▶ **Task**: From the first line to the last, give the records again exactly.

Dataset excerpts
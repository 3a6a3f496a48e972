const NODE_BUILTIN_MODULES: [&str; 37] = [
  "assert",
  "async_hooks",
  "buffer",
  "child_process",
  "cluster",
  "console",
  "constants",
  "crypto",
  "dgram",
  "diagnostics_channel",
  "dns",
  "domain",
  "events",
  "fs",
  "http",
  "http2",
  "https",
  "inspector",
  "module",
  "net",
  "os",
  "path",
  "perf_hooks",
  "process",
  "punycode",
  "querystring",
  "readline",
  "repl",
  "stream",
  "string_decoder",
  "timers",
  "tls",
  "tty",
  "url",
  "util",
  "vm",
  "zlib",
];

/// `fs`, `fs/promises` and `node:fs` are all builtins.
pub fn is_node_builtin_module(specifier: &str) -> bool {
  if specifier.starts_with("node:") {
    return true;
  }
  let root = specifier.split('/').next().unwrap_or(specifier);
  NODE_BUILTIN_MODULES.contains(&root)
}

#[test]
fn test_is_node_builtin_module() {
  assert!(is_node_builtin_module("fs"));
  assert!(is_node_builtin_module("fs/promises"));
  assert!(is_node_builtin_module("node:test"));
  assert!(!is_node_builtin_module("regal"));
  assert!(!is_node_builtin_module("./fs"));
}
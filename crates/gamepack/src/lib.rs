mod adapter;
mod api;
mod codegen;
mod config;
mod output_options;
mod stages;

pub use crate::{
  adapter::{select_adapter, STANDARD_ADAPTER},
  api::{bundle, get_config, GameBundler},
  codegen::{
    footer::{footer, make_bundle_footer, FooterStyle},
    header::header,
  },
  config::{
    discovery::{ConfigDiscovery, DiscoveredConfig, FsConfigDiscovery},
    get_config::LoadConfigOutput,
    package_loader::{FsPackageLoader, PackageLoader},
  },
  output_options::build_output_options,
  stages::build_stages,
};
pub use gamepack_common::*;
pub use gamepack_engine::BundleOutput;
pub use gamepack_error::{BuildError, BuildResult, BuildWarning, BundlerError};
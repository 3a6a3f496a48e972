use std::{fmt::Debug, path::Path, sync::Arc};

use gamepack_common::PackageDescriptor;
use gamepack_error::BuildResult;
use gamepack_fs::FileSystem;

/// Reads a `package.json`. `Ok(None)` when there is nothing at `path`.
pub trait PackageLoader: Debug + Send + Sync {
  fn load(&self, path: &Path) -> BuildResult<Option<PackageDescriptor>>;
}

pub struct FsPackageLoader {
  fs: Arc<dyn FileSystem>,
}

impl Debug for FsPackageLoader {
  fn fmt(&self, f: &mut std::fmt::Formatter<'_>) -> std::fmt::Result {
    f.debug_struct("FsPackageLoader").finish_non_exhaustive()
  }
}

impl FsPackageLoader {
  pub fn new(fs: Arc<dyn FileSystem>) -> Self {
    Self { fs }
  }
}

impl PackageLoader for FsPackageLoader {
  fn load(&self, path: &Path) -> BuildResult<Option<PackageDescriptor>> {
    if !self.fs.is_file(path) {
      return Ok(None);
    }
    let content = self.fs.read_to_string(path)?;
    let package = serde_json::from_str(&content)
      .map_err(|err| anyhow::anyhow!("Could not parse {}: {err}", path.display()))?;
    Ok(Some(package))
  }
}

#[test]
fn test_fs_package_loader() {
  use gamepack_fs::MemoryFileSystem;

  let fs = Arc::new(MemoryFileSystem::new(&[
    ("/game/package.json", r#"{ "name": "basic", "version": "1.0.0" }"#),
    ("/broken/package.json", "{"),
  ]));
  let loader = FsPackageLoader::new(fs);

  let package = loader.load(Path::new("/game/package.json")).unwrap().unwrap();
  assert_eq!(package.name.as_deref(), Some("basic"));
  assert_eq!(package.version.as_deref(), Some("1.0.0"));
  assert!(loader.load(Path::new("/missing/package.json")).unwrap().is_none());
  assert!(loader.load(Path::new("/broken/package.json")).is_err());
}
mod bundler;
mod generate_stage;
mod scan_stage;
mod types;
mod utils;

pub use crate::{
  bundler::{Build, Bundler},
  types::{bundle_output::BundleOutput, input_options::InputOptions},
};
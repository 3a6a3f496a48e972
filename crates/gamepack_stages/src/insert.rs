use std::{
  borrow::Cow,
  path::{Path, PathBuf},
};

use gamepack_plugin::{
  HookTransformArgs, HookTransformOutput, HookTransformReturn, Plugin, PluginContext,
};
use gamepack_utils::concat_string;

/// Appends generated code to the transformed output of a single module.
#[derive(Debug)]
pub struct InsertPlugin {
  include: PathBuf,
  code: String,
}

impl InsertPlugin {
  pub fn append(include: PathBuf, code: String) -> Self {
    Self { include, code }
  }
}

impl Plugin for InsertPlugin {
  fn name(&self) -> Cow<'static, str> {
    Cow::Borrowed("insert")
  }

  fn transform(&self, _ctx: &PluginContext, args: &HookTransformArgs) -> HookTransformReturn {
    if Path::new(args.id) != self.include.as_path() {
      return Ok(None);
    }

    let separator = if args.code.ends_with('\n') { "" } else { "\n" };
    Ok(Some(HookTransformOutput {
      code: Some(concat_string!(args.code, separator, self.code)),
      module_def_format: None,
    }))
  }
}

#[test]
fn test_insert_only_touches_included_module() {
  use gamepack_common::ModuleDefFormat;

  let plugin = InsertPlugin::append(PathBuf::from("/game/src/index.js"), "footer();\n".to_string());
  let ctx = crate::test_context();
  let transform = |id: &str, code: &str| {
    plugin
      .transform(&ctx, &HookTransformArgs { id, code, module_def_format: ModuleDefFormat::Unknown })
      .unwrap()
      .and_then(|output| output.code)
  };

  assert_eq!(transform("/game/src/index.js", "main();").as_deref(), Some("main();\nfooter();\n"));
  assert_eq!(transform("/game/src/index.js", "main();\n").as_deref(), Some("main();\nfooter();\n"));
  assert_eq!(transform("/game/src/other.js", "main();"), None);
}
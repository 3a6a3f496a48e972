use std::fmt::{Debug, Display};

use arcstr::ArcStr;

use super::ModuleIdx;

pub type RawImportRecord = ImportRecord<()>;
pub type ResolvedImportRecord = ImportRecord<ModuleIdx>;

#[derive(Debug, Clone, Copy, Eq, PartialEq)]
pub enum ImportKind {
  /// `import foo from 'foo'`, `export { foo } from 'foo'`
  Import,
  /// `require('foo')` in a CommonJS module
  Require,
}

impl Display for ImportKind {
  fn fmt(&self, f: &mut std::fmt::Formatter<'_>) -> std::fmt::Result {
    match self {
      Self::Import => write!(f, "import-statement"),
      Self::Require => write!(f, "require-call"),
    }
  }
}

#[derive(Debug)]
pub struct ImportRecord<State: Debug> {
  pub state: State,
  /// `./lib.js` in `import { foo } from './lib.js';`
  pub specifier: ArcStr,
  pub kind: ImportKind,
}

impl RawImportRecord {
  pub fn new(specifier: ArcStr, kind: ImportKind) -> Self {
    Self { state: (), specifier, kind }
  }

  pub fn into_resolved(self, resolved_module: ModuleIdx) -> ResolvedImportRecord {
    ResolvedImportRecord { state: resolved_module, specifier: self.specifier, kind: self.kind }
  }
}

impl ResolvedImportRecord {
  pub fn resolved_module(&self) -> ModuleIdx {
    self.state
  }
}
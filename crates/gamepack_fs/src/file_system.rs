use std::{io, path::Path};

use oxc_resolver::FileSystem as OxcResolverFileSystem;

/// File access used by config discovery, module loading and artifact emission.
/// Reading and metadata come from the resolver's file system, so module resolution sees the same files.
pub trait FileSystem: Send + Sync + OxcResolverFileSystem {
  fn write(&self, path: &Path, content: &[u8]) -> io::Result<()>;

  fn create_dir_all(&self, path: &Path) -> io::Result<()>;

  fn is_file(&self, path: &Path) -> bool;

  fn is_dir(&self, path: &Path) -> bool;

  fn exists(&self, path: &Path) -> bool {
    self.is_file(path) || self.is_dir(path)
  }
}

▶ **Result of this task**:
repository 3a6a3f496a48e972
const NODE_BUILTIN_MODULES: [&str; 37] = [
  "assert",
  "async_hooks",
  "buffer",
  "child_process",
  "cluster",
  "console",
  "constants",
  "crypto",
  "dgram",
  "diagnostics_channel",
  "dns",
  "domain",
  "events",
  "fs",
  "http",
  "http2",
  "https",
  "inspector",
  "module",
  "net",
  "os",
  "path",
  "perf_hooks",
  "process",
  "punycode",
  "querystring",
  "readline",
  "repl",
  "stream",
  "string_decoder",
  "timers",
  "tls",
  "tty",
  "url",
  "util",
  "vm",
  "zlib",
];

/// `fs`, `fs/promises` and `node:fs` are all builtins.
pub fn is_node_builtin_module(specifier: &str) -> bool {
  if specifier.starts_with("node:") {
    return true;
  }
  let root = specifier.split('/').next().unwrap_or(specifier);
  NODE_BUILTIN_MODULES.contains(&root)
}

#[test]
fn test_is_node_builtin_module() {
  assert!(is_node_builtin_module("fs"));
  assert!(is_node_builtin_module("fs/promises"));
  assert!(is_node_builtin_module("node:test"));
  assert!(!is_node_builtin_module("regal"));
  assert!(!is_node_builtin_module("./fs"));
}
filename crates/gamepack/src/lib.rs
mod adapter;
mod api;
mod codegen;
mod config;
mod output_options;
mod stages;

pub use crate::{
  adapter::{select_adapter, STANDARD_ADAPTER},
  api::{bundle, get_config, GameBundler},
  codegen::{
    footer::{footer, make_bundle_footer, FooterStyle},
    header::header,
  },
  config::{
    discovery::{ConfigDiscovery, DiscoveredConfig, FsConfigDiscovery},
    get_config::LoadConfigOutput,
    package_loader::{FsPackageLoader, PackageLoader},
  },
  output_options::build_output_options,
  stages::build_stages,
};
pub use gamepack_common::*;
pub use gamepack_engine::BundleOutput;
pub use gamepack_error::{BuildError, BuildResult, BuildWarning, BundlerError};
repository 3a6a3f496a48e972
use std::{fmt::Debug, path::Path, sync::Arc};

use gamepack_common::PackageDescriptor;
use gamepack_error::BuildResult;
use gamepack_fs::FileSystem;

/// Reads a `package.json`. `Ok(None)` when there is nothing at `path`.
pub trait PackageLoader: Debug + Send + Sync {
  fn load(&self, path: &Path) -> BuildResult<Option<PackageDescriptor>>;
}

pub struct FsPackageLoader {
  fs: Arc<dyn FileSystem>,
}

impl Debug for FsPackageLoader {
  fn fmt(&self, f: &mut std::fmt::Formatter<'_>) -> std::fmt::Result {
    f.debug_struct("FsPackageLoader").finish_non_exhaustive()
  }
}

impl FsPackageLoader {
  pub fn new(fs: Arc<dyn FileSystem>) -> Self {
    Self { fs }
  }
}

impl PackageLoader for FsPackageLoader {
  fn load(&self, path: &Path) -> BuildResult<Option<PackageDescriptor>> {
    if !self.fs.is_file(path) {
      return Ok(None);
    }
    let content = self.fs.read_to_string(path)?;
    let package = serde_json::from_str(&content)
      .map_err(|err| anyhow::anyhow!("Could not parse {}: {err}", path.display()))?;
    Ok(Some(package))
  }
}

#[test]
fn test_fs_package_loader() {
  use gamepack_fs::MemoryFileSystem;

  let fs = Arc::new(MemoryFileSystem::new(&[
    ("/game/package.json", r#"{ "name": "basic", "version": "1.0.0" }"#),
    ("/broken/package.json", "{"),
  ]));
  let loader = FsPackageLoader::new(fs);

  let package = loader.load(Path::new("/game/package.json")).unwrap().unwrap();
  assert_eq!(package.name.as_deref(), Some("basic"));
  assert_eq!(package.version.as_deref(), Some("1.0.0"));
  assert!(loader.load(Path::new("/missing/package.json")).unwrap().is_none());
  assert!(loader.load(Path::new("/broken/package.json")).is_err());
}
mod bundler;
mod generate_stage;
mod scan_stage;
mod types;
mod utils;

pub use crate::{
  bundler::{Build, Bundler},
  types::{bundle_output::BundleOutput, input_options::InputOptions},
};
repository 3a6a3f496a48e972
filename crates/gamepack_stages/src/insert.rs
use std::{
  borrow::Cow,
  path::{Path, PathBuf},
};

use gamepack_plugin::{
  HookTransformArgs, HookTransformOutput, HookTransformReturn, Plugin, PluginContext,
};
use gamepack_utils::concat_string;

/// Appends generated code to the transformed output of a single module.
#[derive(Debug)]
pub struct InsertPlugin {
  include: PathBuf,
  code: String,
}

impl InsertPlugin {
  pub fn append(include: PathBuf, code: String) -> Self {
    Self { include, code }
  }
}

impl Plugin for InsertPlugin {
  fn name(&self) -> Cow<'static, str> {
    Cow::Borrowed("insert")
  }

  fn transform(&self, _ctx: &PluginContext, args: &HookTransformArgs) -> HookTransformReturn {
    if Path::new(args.id) != self.include.as_path() {
      return Ok(None);
    }

    let separator = if args.code.ends_with('\n') { "" } else { "\n" };
    Ok(Some(HookTransformOutput {
      code: Some(concat_string!(args.code, separator, self.code)),
      module_def_format: None,
    }))
  }
}

#[test]
fn test_insert_only_touches_included_module() {
  use gamepack_common::ModuleDefFormat;

  let plugin = InsertPlugin::append(PathBuf::from("/game/src/index.js"), "footer();\n".to_string());
  let ctx = crate::test_context();
  let transform = |id: &str, code: &str| {
    plugin
      .transform(&ctx, &HookTransformArgs { id, code, module_def_format: ModuleDefFormat::Unknown })
      .unwrap()
      .and_then(|output| output.code)
  };

  assert_eq!(transform("/game/src/index.js", "main();").as_deref(), Some("main();\nfooter();\n"));
  assert_eq!(transform("/game/src/index.js", "main();\n").as_deref(), Some("main();\nfooter();\n"));
  assert_eq!(transform("/game/src/other.js", "main();"), None);
}
repository 3a6a3f496a48e972
use std::fmt::{Debug, Display};

use arcstr::ArcStr;

use super::ModuleIdx;

pub type RawImportRecord = ImportRecord<()>;
pub type ResolvedImportRecord = ImportRecord<ModuleIdx>;

#[derive(Debug, Clone, Copy, Eq, PartialEq)]
pub enum ImportKind {
  /// `import foo from 'foo'`, `export { foo } from 'foo'`
  Import,
  /// `require('foo')` in a CommonJS module
  Require,
}

impl Display for ImportKind {
  fn fmt(&self, f: &mut std::fmt::Formatter<'_>) -> std::fmt::Result {
    match self {
      Self::Import => write!(f, "import-statement"),
      Self::Require => write!(f, "require-call"),
    }
  }
}

#[derive(Debug)]
pub struct ImportRecord<State: Debug> {
  pub state: State,
  /// `./lib.js` in `import { foo } from './lib.js';`
  pub specifier: ArcStr,
  pub kind: ImportKind,
}

impl RawImportRecord {
  pub fn new(specifier: ArcStr, kind: ImportKind) -> Self {
    Self { state: (), specifier, kind }
  }

  pub fn into_resolved(self, resolved_module: ModuleIdx) -> ResolvedImportRecord {
    ResolvedImportRecord { state: resolved_module, specifier: self.specifier, kind: self.kind }
  }
}

impl ResolvedImportRecord {
  pub fn resolved_module(&self) -> ModuleIdx {
    self.state
  }
}
filename crates/gamepack_fs/src/file_system.rs
use std::{io, path::Path};

use oxc_resolver::FileSystem as OxcResolverFileSystem;

/// File access used by config discovery, module loading and artifact emission.
/// Reading and metadata come from the resolver's file system, so module resolution sees the same files.
pub trait FileSystem: Send + Sync + OxcResolverFileSystem {
  fn write(&self, path: &Path, content: &[u8]) -> io::Result<()>;

  fn create_dir_all(&self, path: &Path) -> io::Result<()>;

  fn is_file(&self, path: &Path) -> bool;

  fn is_dir(&self, path: &Path) -> bool;

  fn exists(&self, path: &Path) -> bool {
    self.is_file(path) || self.is_dir(path)
  }
}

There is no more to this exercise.